Professor Salmon doesn’t believe the UK was appropriately prepared for the pandemic.
“I think there were a number of Government decisions that meant our preparation was poor. We lacked any anticipation of the demands on the NHS and the wider public health community and care sector, not least in terms of workforce capacity.”
She thinks it was a mistake that some of the preliminary work on how to manage a pandemic was stood down in 2016, given that those who worked in public health knew it was an inevitability. To further assist in the effort, the School donated their available PPE stock to hospitals across London, and facilitated PPE deliveries to care homes that were struggling to get hold of the right protection.

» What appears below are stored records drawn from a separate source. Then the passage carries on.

use crate::compiler::builtins::escape_call;
use crate::compiler::keywords::is_keyword;
use crate::compiler::lexer::tokenize_all;
use crate::compiler::placeholder::PlaceholderManager;
use crate::compiler::scan::{find_matching, split_top_level, text_of};
use crate::compiler::strings::protect_strings;
use crate::compiler::tokens::{Span, Token};
use crate::error::{Error, ErrorKind};

/// A filter with a built-in translation.
///
/// Filters not listed here are compiled as plain function calls, so
/// `value|slugify('-')` becomes `slugify(value, '-')`.
#[derive(Debug, Copy, Clone, PartialEq, Eq)]
#[non_exhaustive]
pub enum Filter {
    Upper,
    Lower,
    Capitalize,
    Title,
    Trim,
    Length,
    Escape,
    Json,
    /// Escapes the value, then converts newlines to `<br />`.
    Nl2br,
    StripTags,
    Abs,
    Round,
    NumberFormat,
    Keys,
    UrlEncode,
    /// The first character of the value.
    First,
    /// Formats a date object, `'Y-m-d'` unless a format is given.
    Date,
    /// The argument if the value is null.
    Default,
    /// Marks the value as safe.  The filter itself does nothing, the
    /// interpolation is emitted without escaping.
    Raw,
}

impl Filter {
    /// Looks up a filter by name.
    pub fn from_name(name: &str) -> Option<Filter> {
        Some(match name {
            "upper" => Filter::Upper,
            "lower" => Filter::Lower,
            "capitalize" => Filter::Capitalize,
            "title" => Filter::Title,
            "trim" => Filter::Trim,
            "length" | "count" => Filter::Length,
            "escape" | "e" => Filter::Escape,
            "json" => Filter::Json,
            "nl2br" => Filter::Nl2br,
            "striptags" => Filter::StripTags,
            "abs" => Filter::Abs,
            "round" => Filter::Round,
            "number_format" => Filter::NumberFormat,
            "keys" => Filter::Keys,
            "url_encode" => Filter::UrlEncode,
            "first" => Filter::First,
            "date" => Filter::Date,
            "default" => Filter::Default,
            "raw" => Filter::Raw,
            _ => return None,
        })
    }

    fn function(self) -> Option<&'static str> {
        Some(match self {
            Filter::Upper => "strtoupper",
            Filter::Lower => "strtolower",
            Filter::Capitalize => "ucfirst",
            Filter::Title => "ucwords",
            Filter::Trim => "trim",
            Filter::Length => "count",
            Filter::Escape => "htmlspecialchars",
            Filter::Json => "json_encode",
            Filter::StripTags => "strip_tags",
            Filter::Abs => "abs",
            Filter::Round => "round",
            Filter::NumberFormat => "number_format",
            Filter::Keys => "array_keys",
            Filter::UrlEncode => "urlencode",
            Filter::Nl2br | Filter::First | Filter::Date | Filter::Default | Filter::Raw => {
                return None
            }
        })
    }

    /// Returns `true` if the result is HTML that must not be escaped again.
    pub fn returns_markup(self) -> bool {
        matches!(self, Filter::Escape | Filter::Nl2br | Filter::Raw)
    }

    /// Applies the filter to an expression.
    pub fn apply(self, value: &str, args: Option<&str>) -> String {
        if let Some(func) = self.function() {
            return call(func, value, args);
        }
        match self {
            Filter::Nl2br => call("nl2br", &escape_call(value), args),
            Filter::First => format!("substr({value}, 0, 1)"),
            Filter::Date => {
                let format = args.unwrap_or("'Y-m-d'");
                if is_single_reference(value) {
                    format!("{value}->format({format})")
                } else {
                    format!("({value})->format({format})")
                }
            }
            Filter::Default => format!("({} ?? {})", value, args.unwrap_or("''")),
            _ => value.to_string(),
        }
    }
}

/// Checks whether `value` is one name or group followed only by member
/// accesses, indices and calls, so a method call can be appended as is.
fn is_single_reference(value: &str) -> bool {
    let Ok(tokens) = tokenize_all(value) else {
        return false;
    };
    let group_end = |open: usize| find_matching(&tokens, open).ok().map(|close| close + 1);
    let mut idx = match tokens.first().map(|x| x.0) {
        Some(Token::Ident(name)) if !is_keyword(name) => 1,
        Some(Token::Variable(_)) => 1,
        Some(Token::ParenOpen) => match group_end(0) {
            Some(end) => end,
            None => return false,
        },
        _ => return false,
    };

    while let Some(&(token, span)) = tokens.get(idx) {
        idx = match (token, tokens.get(idx + 1)) {
            (Token::Dot, Some((Token::Ident(_) | Token::Number(_), next)))
                if is_tight(&tokens[idx - 1].1, &span, next) =>
            {
                idx + 2
            }
            (token, Some((Token::Ident(_) | Token::Variable(_), _)))
                if token.is_member_operator() =>
            {
                idx + 2
            }
            (Token::BracketOpen | Token::ParenOpen, _) => match group_end(idx) {
                Some(end) => end,
                None => return false,
            },
            _ => return false,
        };
    }
    true
}

/// A dot is member access only when it touches both neighbours.
fn is_tight(prev: &Span, dot: &Span, next: &Span) -> bool {
    prev.touches(dot) && dot.touches(next)
}

fn call(func: &str, value: &str, args: Option<&str>) -> String {
    match args {
        Some(args) => format!("{func}({value}, {args})"),
        None => format!("{func}({value})"),
    }
}

/// Rewrites pipe chains into nested calls.
///
/// `title|upper|trim` becomes `trim(strtoupper(title))`: every filter wraps
/// the result of the filters left of it.  Only pipes outside of groups and
/// strings split the chain and `||` is never a pipe.
pub struct FilterTransformer<'p> {
    placeholders: &'p mut PlaceholderManager,
}

impl<'p> FilterTransformer<'p> {
    /// Creates a transformer that records into `placeholders`.
    pub fn new(placeholders: &'p mut PlaceholderManager) -> FilterTransformer<'p> {
        FilterTransformer { placeholders }
    }

    /// Rewrites the filter chain of `expr`.
    pub fn transform(&mut self, expr: &str) -> Result<String, Error> {
        let mark = self.placeholders.mark();
        let masked = protect_strings(self.placeholders, expr);
        let tokens = ok!(tokenize_all(&masked));
        let mut segments = split_top_level(&tokens, |token| *token == Token::Pipe).into_iter();

        let base = segments.next().unwrap_or_default();
        if segments.len() == 0 {
            return Ok(expr.to_string());
        }
        let mut value = text_of(&masked, &tokens, base).to_string();
        if value.is_empty() {
            return Err(Error::new(
                ErrorKind::InvalidFilter,
                "filter chain without a value",
            ));
        }

        for segment in segments {
            let (name, args) = match &tokens[segment.clone()] {
                [(Token::Ident(name), _)] => (*name, None),
                [(Token::Ident(name), _), (Token::ParenOpen, _), .., (Token::ParenClose, _)]
                    if find_matching(&tokens, segment.start + 1).ok() == Some(segment.end - 1) =>
                {
                    let args = text_of(&masked, &tokens, segment.start + 2..segment.end - 1);
                    (*name, Some(args).filter(|x| !x.is_empty()))
                }
                _ => {
                    return Err(Error::new(
                        ErrorKind::InvalidFilter,
                        format!(
                            "`{}` is not a filter",
                            self.placeholders
                                .restore_since(text_of(&masked, &tokens, segment), mark)
                        ),
                    ))
                }
            };
            value = match Filter::from_name(name) {
                Some(filter) => filter.apply(&value, args),
                None => call(name, &value, args),
            };
        }

        Ok(self.placeholders.restore_since(&value, mark))
    }
}

#[cfg(test)]
mod tests {
    use super::*;

    use similar_asserts::assert_eq;

    fn transform(expr: &str) -> Result<String, Error> {
        let mut pm = PlaceholderManager::new();
        FilterTransformer::new(&mut pm).transform(expr)
    }

    #[test]
    fn test_chain_order() {
        assert_eq!(transform("value|upper|trim").unwrap(), "trim(strtoupper(value))");
        assert_eq!(transform("name | lower").unwrap(), "strtolower(name)");
    }

    #[test]
    fn test_no_filters() {
        assert_eq!(transform("a || b").unwrap(), "a || b");
        assert_eq!(transform("f(a|b)").unwrap(), "f(a|b)");
        assert_eq!(transform("'a|b'").unwrap(), "'a|b'");
    }

    #[test]
    fn test_special_filters() {
        assert_eq!(transform("items|first").unwrap(), "substr(items, 0, 1)");
        assert_eq!(transform("created|date").unwrap(), "created->format('Y-m-d')");
        assert_eq!(
            transform("created|date('d.m.Y')").unwrap(),
            "created->format('d.m.Y')"
        );
        assert_eq!(
            transform("a ?? b|date").unwrap(),
            "(a ?? b)->format('Y-m-d')"
        );
        assert_eq!(transform("body|nl2br").unwrap(), "nl2br($this->escape(body))");
        assert_eq!(transform("x|e").unwrap(), "htmlspecialchars(x)");
        assert_eq!(transform("nick|default('anon')").unwrap(), "(nick ?? 'anon')");
        assert_eq!(transform("body|raw").unwrap(), "body");
    }

    #[test]
    fn test_date_precedence() {
        for (expr, expected) in [
            ("a??b|date", "(a??b)->format('Y-m-d')"),
            ("-x|date", "(-x)->format('Y-m-d')"),
            ("a . b|date", "(a . b)->format('Y-m-d')"),
            ("new DateTime|date", "(new DateTime)->format('Y-m-d')"),
            ("'2020-01-01'|date", "('2020-01-01')->format('Y-m-d')"),
            ("post.created|date", "post.created->format('Y-m-d')"),
            ("post->created|date", "post->created->format('Y-m-d')"),
            ("items[0].at|date", "items[0].at->format('Y-m-d')"),
            ("Carbon::now()|date", "Carbon::now()->format('Y-m-d')"),
            ("x|default(y)|date", "(x ?? y)->format('Y-m-d')"),
        ] {
            assert_eq!(transform(expr).unwrap(), expected, "{expr}");
        }
    }

    #[test]
    fn test_markup_filters() {
        assert!(Filter::Escape.returns_markup());
        assert!(Filter::Nl2br.returns_markup());
        assert!(Filter::Raw.returns_markup());
        assert!(!Filter::Upper.returns_markup());
        assert_eq!(Filter::from_name("e"), Some(Filter::Escape));
    }

    #[test]
    fn test_arguments() {
        assert_eq!(
            transform("price|number_format(2, ',', '.')").unwrap(),
            "number_format(price, 2, ',', '.')"
        );
        assert_eq!(transform("x|round()").unwrap(), "round(x)");
        assert_eq!(
            transform("title|slugify('-')|upper").unwrap(),
            "strtoupper(slugify(title, '-'))"
        );
        assert_eq!(
            transform("s|replace('|', '/')").unwrap(),
            "replace(s, '|', '/')"
        );
    }

    #[test]
    fn test_invalid_filters() {
        for expr in ["x|", "x|1", "x|f(a) + 1", "|upper", "x|a.b"] {
            assert_eq!(
                transform(expr).unwrap_err().kind(),
                ErrorKind::InvalidFilter,
                "{expr}"
            );
        }
    }
}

A year after the pandemic began it is still causing tragedy across the world and Professor Salmon is trying to understand what her students are going through and how they can be supported in the future.
“Similar to other research, we’ve shown that the effect of Covid-19 is enduring and actually worsens over time. One research study in the School, led by Judy Brook (Associate Dean for Partnerships and Placements), has focused on the experience of working on the frontline during the pandemic, and has shown that health care workers are displaying post-traumatic stress symptoms, and this has far-reaching implications for their health and wellbeing.”
It couldn’t have been a more challenging time to start your health care career, be that in nursing, midwifery, or the allied health professions.
“It’s a very developmental point in their professional career, so to be exposed to that level of challenge, and in some cases trauma, as a School we will be focussing on ensuring students have the full support they’re going to need going forward.”

And what about the future of the country? Professor Salmon is convinced public health research and solutions are going to be crucial to avoid a similar outcome in another pandemic.
“Any lessons from the pandemic will contribute to informing changes to clinical education, but also, will form part of wider discussions about where the focus needs to be now,” Professor Salmon explains. “It’s absolutely clear that because health inequalities were so great going into the pandemic we were in a very poor position, and this is why we’ve seen particular groups of people disproportionately affected.“

“What we’ve seen here is more people having died from poor communities. And they’ve also now suffered all the consequences of the lockdown. Going forward, I’m absolutely committed that we have to think about poverty, mental health, long-Covid, and lost learning for young people because it’s going to disproportionately impact those young people and children that needed the education the most.”


The Alumni Relations team and Alumni Community extend our gratitude to all staff of the School of Health Sciences and the healthcare workers for the commitment and passion they show in their ongoing work.